What Exercises Can You Do in Deep Water?

Can you do the same exercises in deep water that you can do in shallow water? You can do some of them, but not all, and there are some exercises that you can do in deep water that you can’t do in shallow. When you are building your exercise library for deep water, remember that there are only a few basic exercises and all other exercises are variations of these.

The basic exercises in deep water are jog, bicycle, kick, cross-country ski and jumping jacks. If you do the jumping jacks with the arms and legs opposite, as shown in the start and finish photos, then you will not bob up and down.

Just as in shallow water, there are many ways to vary these 5 exercises.

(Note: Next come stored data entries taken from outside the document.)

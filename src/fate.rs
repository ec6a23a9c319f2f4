use crate::fate_table::FateFractions;
use crate::species::Species;
use rand::Rng;
use serde::{Deserialize, Serialize};
use std::fmt;
use tracing::warn;

/// What happens to a hadron at an interaction point.
#[derive(Debug, Clone, Copy, PartialEq, Eq, Hash, Serialize, Deserialize)]
#[serde(rename_all = "snake_case")]
pub enum Fate {
    ChargeExchange,
    Elastic,
    Inelastic,
    Absorption,
    PionProduction,
    Undefined,
}

impl Fate {
    pub fn name(self) -> &'static str {
        match self {
            Fate::ChargeExchange => "charge_exchange",
            Fate::Elastic => "elastic",
            Fate::Inelastic => "inelastic",
            Fate::Absorption => "absorption",
            Fate::PionProduction => "pion_production",
            Fate::Undefined => "undefined",
        }
    }
}

impl fmt::Display for Fate {
    fn fmt(&self, f: &mut fmt::Formatter<'_>) -> fmt::Result {
        f.write_str(self.name())
    }
}

/// Draw a fate for `species` at `kinetic_energy` (MeV).
///
/// The fractions of the species' applicable fates are summed in their fixed
/// order; a uniform draw scaled by that sum picks the first fate whose
/// cumulative fraction exceeds it. If no fate is picked within
/// `max_iterations` draws (for instance when every fraction is zero), or the
/// species has no fates at all, [`Fate::Undefined`] is returned.
pub fn select_fate<F, R>(
    species: Species,
    kinetic_energy: f64,
    fractions: &F,
    max_iterations: u32,
    rng: &mut R,
) -> Fate
where
    F: FateFractions + ?Sized,
    R: Rng + ?Sized,
{
    let fates = species.family().applicable_fates();
    if fates.is_empty() {
        return Fate::Undefined;
    }

    let weighted: Vec<(Fate, f64)> = fates
        .iter()
        .map(|&fate| (fate, fractions.fraction(species, fate, kinetic_energy)))
        .collect();
    let total: f64 = weighted.iter().map(|&(_, w)| w).sum();

    for _ in 0..max_iterations {
        let r = total * rng.gen::<f64>();
        let mut cumulative = 0.0;
        for &(fate, w) in &weighted {
            cumulative += w;
            if r < cumulative {
                return fate;
            }
        }
    }

    warn!(
        %species,
        kinetic_energy,
        total,
        max_iterations,
        "no fate selected"
    );
    Fate::Undefined
}

#[cfg(test)]
mod tests {
    use super::*;
    use crate::fate_table::FateTable;
    use crate::test_support::ScriptedRng;
    use rand::rngs::StdRng;
    use rand::SeedableRng;

    fn fixed() -> FateTable {
        let mut table = FateTable::new();
        for species in Species::ALL {
            for (fate, f) in [
                (Fate::ChargeExchange, 0.1),
                (Fate::Elastic, 0.3),
                (Fate::Inelastic, 0.2),
                (Fate::Absorption, 0.1),
                (Fate::PionProduction, 0.1),
            ] {
                table.insert_constant(species, fate, f).unwrap();
            }
        }
        table
    }

    #[test]
    fn test_cumulative_walk_picks_elastic() {
        // total 0.8, r = 0.8 * 0.4375 = 0.35: past cex (0.1), inside elastic (0.4)
        let mut rng = ScriptedRng::new(&[0.4375]);
        assert_eq!(select_fate(Species::PiPlus, 100.0, &fixed(), 10, &mut rng), Fate::Elastic);
    }

    #[test]
    fn test_cumulative_walk_boundaries() {
        let mut rng = ScriptedRng::new(&[0.0, 0.99]);
        assert_eq!(
            select_fate(Species::Proton, 100.0, &fixed(), 10, &mut rng),
            Fate::ChargeExchange
        );
        assert_eq!(
            select_fate(Species::Proton, 100.0, &fixed(), 10, &mut rng),
            Fate::PionProduction
        );
    }

    #[test]
    fn test_kaon_only_sees_its_fates() {
        // kaon total is 0.3; r = 0.3 * 0.5 = 0.15 is inside inelastic (0.2)
        let mut rng = ScriptedRng::new(&[0.5]);
        assert_eq!(select_fate(Species::KPlus, 100.0, &fixed(), 10, &mut rng), Fate::Inelastic);
    }

    #[test]
    fn test_undefined_when_nothing_can_be_chosen() {
        let zero = FateTable::new();
        let mut rng = StdRng::seed_from_u64(1);
        assert_eq!(select_fate(Species::PiZero, 50.0, &zero, 1000, &mut rng), Fate::Undefined);
        assert_eq!(select_fate(Species::Photon, 50.0, &fixed(), 1000, &mut rng), Fate::Undefined);
    }

    #[test]
    fn test_same_seed_same_fates() {
        let table = fixed();
        let mut a = StdRng::seed_from_u64(99);
        let mut b = StdRng::seed_from_u64(99);
        for _ in 0..100 {
            assert_eq!(
                select_fate(Species::Neutron, 250.0, &table, 1000, &mut a),
                select_fate(Species::Neutron, 250.0, &table, 1000, &mut b)
            );
        }
    }
}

  1. Use different arm movements.  Try arm swing (shoulder flexion and extension), lat pull-down (shoulder abduction and adduction), shoulder sweep (horizontal shoulder abduction and adduction), arm curls (elbow flexion and extension), or rotator cuff sweep (shoulder external and internal rotation).  Use alternating arms or both arms in unison. If you use one arm, or no arms, you will challenge your core muscles, because it will be harder to maintain neutral posture.
  2. Vary the tempo. The speed at which exercises are performed in deep water is slower than in shallow water because the range of motion is greater. But you can still vary the tempo with pauses (single, single, hold) or syncopate (slow, slow, quick, quick, quick). You can also increase the speed, especially with smaller moves such as flutter kick, mini ski and mini jacks.
  3. Change the working position. Exercises can be performed upright, at a diagonal angle, side-lying, or seated. Use a scull to lift the shoulders out of the water.
  4. Increase the range of motion. Exercises can be performed with larger arm or leg movements, or the feet farther apart, or you can cross the midline of the body.
  5. Add acceleration or power, by pushing harder against the resistance of the water. If you accelerate toward center in what is sometimes called a power pop, you can lift and lower the shoulders in and out of the water in a very high intensity move.
  6. Add turns. You can do quarter turns, half turns, or full turns. Diagonal turns are quarter turns toward the right corner, then toward the left corner.
  7. Travel. You can travel forward, backward, and sideways. Although you can travel using leg motions only, most travel in deep water depends on arm movements. If you lean diagonally toward the side, you will travel sideways. If you are in a side-lying position, it will be the leg movements that propel you sideways. You can travel in patterns, such as a diagonal line, circle, square, bow-tie pattern, zig-zag, or scatter pattern.
  8. Combine exercises. Putting two or more exercises together creates a new exercise. Examples include log jump right, jacks tuck, log jump left; quad kick front and side; tuck ski and jacks tuck alternate; and cross-country ski side-lying right, tuck, pike, tuck, cross-country ski side-lying left.

Not every variation will work with every exercise. But using even a few variations will increase your exercise library tremendously.